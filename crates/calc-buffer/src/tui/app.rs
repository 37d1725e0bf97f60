//! Terminal application state, layout and drawing

use std::io::{self, Write};

use crossterm::cursor::{Hide, MoveTo, Show};
use crossterm::event::{
    self, DisableMouseCapture, EnableMouseCapture, Event, KeyEvent, MouseButton, MouseEvent,
    MouseEventKind,
};
use crossterm::style::{Attribute, Color, Print, ResetColor, SetAttribute, SetForegroundColor};
use crossterm::terminal::{
    self, disable_raw_mode, enable_raw_mode, ClearType, EnterAlternateScreen,
    LeaveAlternateScreen,
};
use crossterm::{execute, queue};

use super::input::{InputHandler, TermAction};
use crate::config::{ConfigResult, EngineConfig};
use crate::engine::{EngineState, ExpressionEngine};
use crate::input::{dispatch, Keypad, KeypadAction, KeypadButtonDef};

/// Left edge of the display and keypad
pub const ORIGIN_X: u16 = 2;
/// Row of the display line
pub const DISPLAY_ROW: u16 = 2;
/// First keypad row
pub const KEYPAD_TOP: u16 = 4;
/// Horizontal cells per keypad button, gap included
pub const BUTTON_WIDTH: u16 = 6;
/// Cells drawn per button
const BUTTON_FACE: u16 = 5;

/// Terminal calculator state
#[derive(Debug)]
pub struct CalculatorApp {
    engine: ExpressionEngine,
    keypad: Keypad,
    input: InputHandler,
    should_quit: bool,
}

impl Default for CalculatorApp {
    fn default() -> Self {
        Self::new()
    }
}

impl CalculatorApp {
    /// Creates an app with the default configuration
    #[must_use]
    pub fn new() -> Self {
        Self::with_engine(ExpressionEngine::new())
    }

    /// Creates an app with a validated configuration
    pub fn with_config(config: EngineConfig) -> ConfigResult<Self> {
        Ok(Self::with_engine(ExpressionEngine::with_config(config)?))
    }

    fn with_engine(engine: ExpressionEngine) -> Self {
        Self {
            engine,
            keypad: Keypad::new(),
            input: InputHandler::new(),
            should_quit: false,
        }
    }

    /// Returns the engine
    #[must_use]
    pub fn engine(&self) -> &ExpressionEngine {
        &self.engine
    }

    /// Returns the keypad layout
    #[must_use]
    pub fn keypad(&self) -> &Keypad {
        &self.keypad
    }

    /// Returns whether the app should quit
    #[must_use]
    pub fn should_quit(&self) -> bool {
        self.should_quit
    }

    /// Sets the quit flag
    pub fn quit(&mut self) {
        self.should_quit = true;
    }

    /// Handles a key event; returns true if the key was consumed
    pub fn handle_key(&mut self, event: KeyEvent) -> bool {
        match self.input.handle_key(event) {
            TermAction::Keypad(action) => {
                self.apply(action);
                true
            }
            TermAction::Quit => {
                self.quit();
                true
            }
            TermAction::None => false,
        }
    }

    /// Handles a mouse event; only left-button presses on a button count
    pub fn handle_mouse(&mut self, event: MouseEvent) -> bool {
        match event.kind {
            MouseEventKind::Down(MouseButton::Left) => self.click_at(event.column, event.row),
            _ => false,
        }
    }

    /// Presses the keypad button drawn at the given cell
    pub fn click_at(&mut self, x: u16, y: u16) -> bool {
        match self.hit_test(x, y) {
            Some(action) => {
                self.apply(action);
                true
            }
            None => false,
        }
    }

    fn apply(&mut self, action: KeypadAction) {
        let _ = dispatch(&mut self.engine, action);
    }

    /// Top-left cell of a button face
    #[must_use]
    pub fn button_position(button: &KeypadButtonDef) -> (u16, u16) {
        let col = u16::try_from(button.col).unwrap_or(u16::MAX);
        let row = u16::try_from(button.row).unwrap_or(u16::MAX);
        (
            ORIGIN_X.saturating_add(col.saturating_mul(BUTTON_WIDTH)),
            KEYPAD_TOP.saturating_add(row),
        )
    }

    /// Converts a cell position to the action of the button drawn there
    #[must_use]
    pub fn hit_test(&self, x: u16, y: u16) -> Option<KeypadAction> {
        if x < ORIGIN_X || y < KEYPAD_TOP {
            return None;
        }
        let rel_x = x - ORIGIN_X;
        if rel_x % BUTTON_WIDTH >= BUTTON_FACE {
            return None;
        }
        let col = usize::from(rel_x / BUTTON_WIDTH);
        let row = usize::from(y - KEYPAD_TOP);
        self.keypad.get_button_at(row, col).map(|b| b.action)
    }

    /// Display text fitted to the keypad width, right-aligned.
    ///
    /// Long expressions show their tail.
    #[must_use]
    pub fn display_line(&self) -> String {
        let (_, cols) = self.keypad.dimensions();
        let width = cols * usize::from(BUTTON_WIDTH) - 1;
        let text = self.engine.display();
        let len = text.chars().count();
        let visible: String = text.chars().skip(len.saturating_sub(width)).collect();
        format!("{visible:>width$}")
    }

    /// Draws the whole screen
    pub fn render<W: Write>(&self, out: &mut W) -> io::Result<()> {
        queue!(
            out,
            terminal::Clear(ClearType::All),
            MoveTo(ORIGIN_X, 0),
            SetAttribute(Attribute::Bold),
            Print("calc-buffer"),
            SetAttribute(Attribute::Reset),
            Print("  q: quit"),
            MoveTo(ORIGIN_X, DISPLAY_ROW),
        )?;

        if self.engine.state() == EngineState::Error {
            queue!(
                out,
                SetForegroundColor(Color::Red),
                Print(self.display_line()),
                ResetColor
            )?;
        } else {
            queue!(out, Print(self.display_line()))?;
        }

        for button in self.keypad.buttons() {
            let (x, y) = Self::button_position(button);
            let face = format!("[{:^3}]", button.action.label());
            queue!(out, MoveTo(x, y), Print(face))?;
        }
        out.flush()
    }
}

/// Raw mode, alternate screen and mouse capture, undone on drop
#[derive(Debug)]
struct TerminalSession {
    active: bool,
}

impl TerminalSession {
    fn enter() -> io::Result<Self> {
        enable_raw_mode()?;
        let session = Self { active: true };
        execute!(io::stdout(), EnterAlternateScreen, EnableMouseCapture, Hide)?;
        Ok(session)
    }

    /// Restores the terminal and reports the first failure
    fn leave(mut self) -> io::Result<()> {
        self.active = false;
        restore_terminal(&mut io::stdout())
    }
}

impl Drop for TerminalSession {
    fn drop(&mut self) {
        if self.active {
            let _ = restore_terminal(&mut io::stdout());
        }
    }
}

/// Runs every restore step even if an earlier one fails
fn restore_terminal<W: Write>(out: &mut W) -> io::Result<()> {
    let screen = execute!(out, Show, DisableMouseCapture, LeaveAlternateScreen);
    let raw = disable_raw_mode();
    screen.and(raw)
}

/// Runs the terminal loop until the user quits
///
/// The terminal is restored on every exit path, panics included.
pub fn run(app: &mut CalculatorApp) -> io::Result<()> {
    let session = TerminalSession::enter()?;
    let result = event_loop(app, &mut io::stdout());
    let restored = session.leave();
    result.and(restored)
}

fn event_loop<W: Write>(app: &mut CalculatorApp, out: &mut W) -> io::Result<()> {
    tracing::debug!("terminal loop started");
    app.render(out)?;
    while !app.should_quit() {
        let redraw = match event::read()? {
            Event::Key(key) => app.handle_key(key),
            Event::Mouse(mouse) => app.handle_mouse(mouse),
            Event::Resize(..) => true,
            _ => false,
        };
        if redraw && !app.should_quit() {
            app.render(out)?;
        }
    }
    tracing::debug!("terminal loop finished");
    Ok(())
}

• **Task requirements**
The full listing above is to be retyped exactly.

• **Completed exercise**
filename crates/calc-buffer/src/tui/app.rs
repository 37d1725e0bf97f60
//! Terminal application state, layout and drawing

use std::io::{self, Write};

use crossterm::cursor::{Hide, MoveTo, Show};
use crossterm::event::{
    self, DisableMouseCapture, EnableMouseCapture, Event, KeyEvent, MouseButton, MouseEvent,
    MouseEventKind,
};
use crossterm::style::{Attribute, Color, Print, ResetColor, SetAttribute, SetForegroundColor};
use crossterm::terminal::{
    self, disable_raw_mode, enable_raw_mode, ClearType, EnterAlternateScreen,
    LeaveAlternateScreen,
};
use crossterm::{execute, queue};

use super::input::{InputHandler, TermAction};
use crate::config::{ConfigResult, EngineConfig};
use crate::engine::{EngineState, ExpressionEngine};
use crate::input::{dispatch, Keypad, KeypadAction, KeypadButtonDef};

/// Left edge of the display and keypad
pub const ORIGIN_X: u16 = 2;
/// Row of the display line
pub const DISPLAY_ROW: u16 = 2;
/// First keypad row
pub const KEYPAD_TOP: u16 = 4;
/// Horizontal cells per keypad button, gap included
pub const BUTTON_WIDTH: u16 = 6;
/// Cells drawn per button
const BUTTON_FACE: u16 = 5;

/// Terminal calculator state
#[derive(Debug)]
pub struct CalculatorApp {
    engine: ExpressionEngine,
    keypad: Keypad,
    input: InputHandler,
    should_quit: bool,
}

impl Default for CalculatorApp {
    fn default() -> Self {
        Self::new()
    }
}

impl CalculatorApp {
    /// Creates an app with the default configuration
    #[must_use]
    pub fn new() -> Self {
        Self::with_engine(ExpressionEngine::new())
    }

    /// Creates an app with a validated configuration
    pub fn with_config(config: EngineConfig) -> ConfigResult<Self> {
        Ok(Self::with_engine(ExpressionEngine::with_config(config)?))
    }

    fn with_engine(engine: ExpressionEngine) -> Self {
        Self {
            engine,
            keypad: Keypad::new(),
            input: InputHandler::new(),
            should_quit: false,
        }
    }

    /// Returns the engine
    #[must_use]
    pub fn engine(&self) -> &ExpressionEngine {
        &self.engine
    }

    /// Returns the keypad layout
    #[must_use]
    pub fn keypad(&self) -> &Keypad {
        &self.keypad
    }

    /// Returns whether the app should quit
    #[must_use]
    pub fn should_quit(&self) -> bool {
        self.should_quit
    }

    /// Sets the quit flag
    pub fn quit(&mut self) {
        self.should_quit = true;
    }

    /// Handles a key event; returns true if the key was consumed
    pub fn handle_key(&mut self, event: KeyEvent) -> bool {
        match self.input.handle_key(event) {
            TermAction::Keypad(action) => {
                self.apply(action);
                true
            }
            TermAction::Quit => {
                self.quit();
                true
            }
            TermAction::None => false,
        }
    }

    /// Handles a mouse event; only left-button presses on a button count
    pub fn handle_mouse(&mut self, event: MouseEvent) -> bool {
        match event.kind {
            MouseEventKind::Down(MouseButton::Left) => self.click_at(event.column, event.row),
            _ => false,
        }
    }

    /// Presses the keypad button drawn at the given cell
    pub fn click_at(&mut self, x: u16, y: u16) -> bool {
        match self.hit_test(x, y) {
            Some(action) => {
                self.apply(action);
                true
            }
            None => false,
        }
    }

    fn apply(&mut self, action: KeypadAction) {
        let _ = dispatch(&mut self.engine, action);
    }

    /// Top-left cell of a button face
    #[must_use]
    pub fn button_position(button: &KeypadButtonDef) -> (u16, u16) {
        let col = u16::try_from(button.col).unwrap_or(u16::MAX);
        let row = u16::try_from(button.row).unwrap_or(u16::MAX);
        (
            ORIGIN_X.saturating_add(col.saturating_mul(BUTTON_WIDTH)),
            KEYPAD_TOP.saturating_add(row),
        )
    }

    /// Converts a cell position to the action of the button drawn there
    #[must_use]
    pub fn hit_test(&self, x: u16, y: u16) -> Option<KeypadAction> {
        if x < ORIGIN_X || y < KEYPAD_TOP {
            return None;
        }
        let rel_x = x - ORIGIN_X;
        if rel_x % BUTTON_WIDTH >= BUTTON_FACE {
            return None;
        }
        let col = usize::from(rel_x / BUTTON_WIDTH);
        let row = usize::from(y - KEYPAD_TOP);
        self.keypad.get_button_at(row, col).map(|b| b.action)
    }

    /// Display text fitted to the keypad width, right-aligned.
    ///
    /// Long expressions show their tail.
    #[must_use]
    pub fn display_line(&self) -> String {
        let (_, cols) = self.keypad.dimensions();
        let width = cols * usize::from(BUTTON_WIDTH) - 1;
        let text = self.engine.display();
        let len = text.chars().count();
        let visible: String = text.chars().skip(len.saturating_sub(width)).collect();
        format!("{visible:>width$}")
    }

    /// Draws the whole screen
    pub fn render<W: Write>(&self, out: &mut W) -> io::Result<()> {
        queue!(
            out,
            terminal::Clear(ClearType::All),
            MoveTo(ORIGIN_X, 0),
            SetAttribute(Attribute::Bold),
            Print("calc-buffer"),
            SetAttribute(Attribute::Reset),
            Print("  q: quit"),
            MoveTo(ORIGIN_X, DISPLAY_ROW),
        )?;

        if self.engine.state() == EngineState::Error {
            queue!(
                out,
                SetForegroundColor(Color::Red),
                Print(self.display_line()),
                ResetColor
            )?;
        } else {
            queue!(out, Print(self.display_line()))?;
        }

        for button in self.keypad.buttons() {
            let (x, y) = Self::button_position(button);
            let face = format!("[{:^3}]", button.action.label());
            queue!(out, MoveTo(x, y), Print(face))?;
        }
        out.flush()
    }
}

/// Raw mode, alternate screen and mouse capture, undone on drop
#[derive(Debug)]
struct TerminalSession {
    active: bool,
}

impl TerminalSession {
    fn enter() -> io::Result<Self> {
        enable_raw_mode()?;
        let session = Self { active: true };
        execute!(io::stdout(), EnterAlternateScreen, EnableMouseCapture, Hide)?;
        Ok(session)
    }

    /// Restores the terminal and reports the first failure
    fn leave(mut self) -> io::Result<()> {
        self.active = false;
        restore_terminal(&mut io::stdout())
    }
}

impl Drop for TerminalSession {
    fn drop(&mut self) {
        if self.active {
            let _ = restore_terminal(&mut io::stdout());
        }
    }
}

/// Runs every restore step even if an earlier one fails
fn restore_terminal<W: Write>(out: &mut W) -> io::Result<()> {
    let screen = execute!(out, Show, DisableMouseCapture, LeaveAlternateScreen);
    let raw = disable_raw_mode();
    screen.and(raw)
}

/// Runs the terminal loop until the user quits
///
/// The terminal is restored on every exit path, panics included.
pub fn run(app: &mut CalculatorApp) -> io::Result<()> {
    let session = TerminalSession::enter()?;
    let result = event_loop(app, &mut io::stdout());
    let restored = session.leave();
    result.and(restored)
}

fn event_loop<W: Write>(app: &mut CalculatorApp, out: &mut W) -> io::Result<()> {
    tracing::debug!("terminal loop started");
    app.render(out)?;
    while !app.should_quit() {
        let redraw = match event::read()? {
            Event::Key(key) => app.handle_key(key),
            Event::Mouse(mouse) => app.handle_mouse(mouse),
            Event::Resize(..) => true,
            _ => false,
        };
        if redraw && !app.should_quit() {
            app.render(out)?;
        }
    }
    tracing::debug!("terminal loop finished");
    Ok(())
}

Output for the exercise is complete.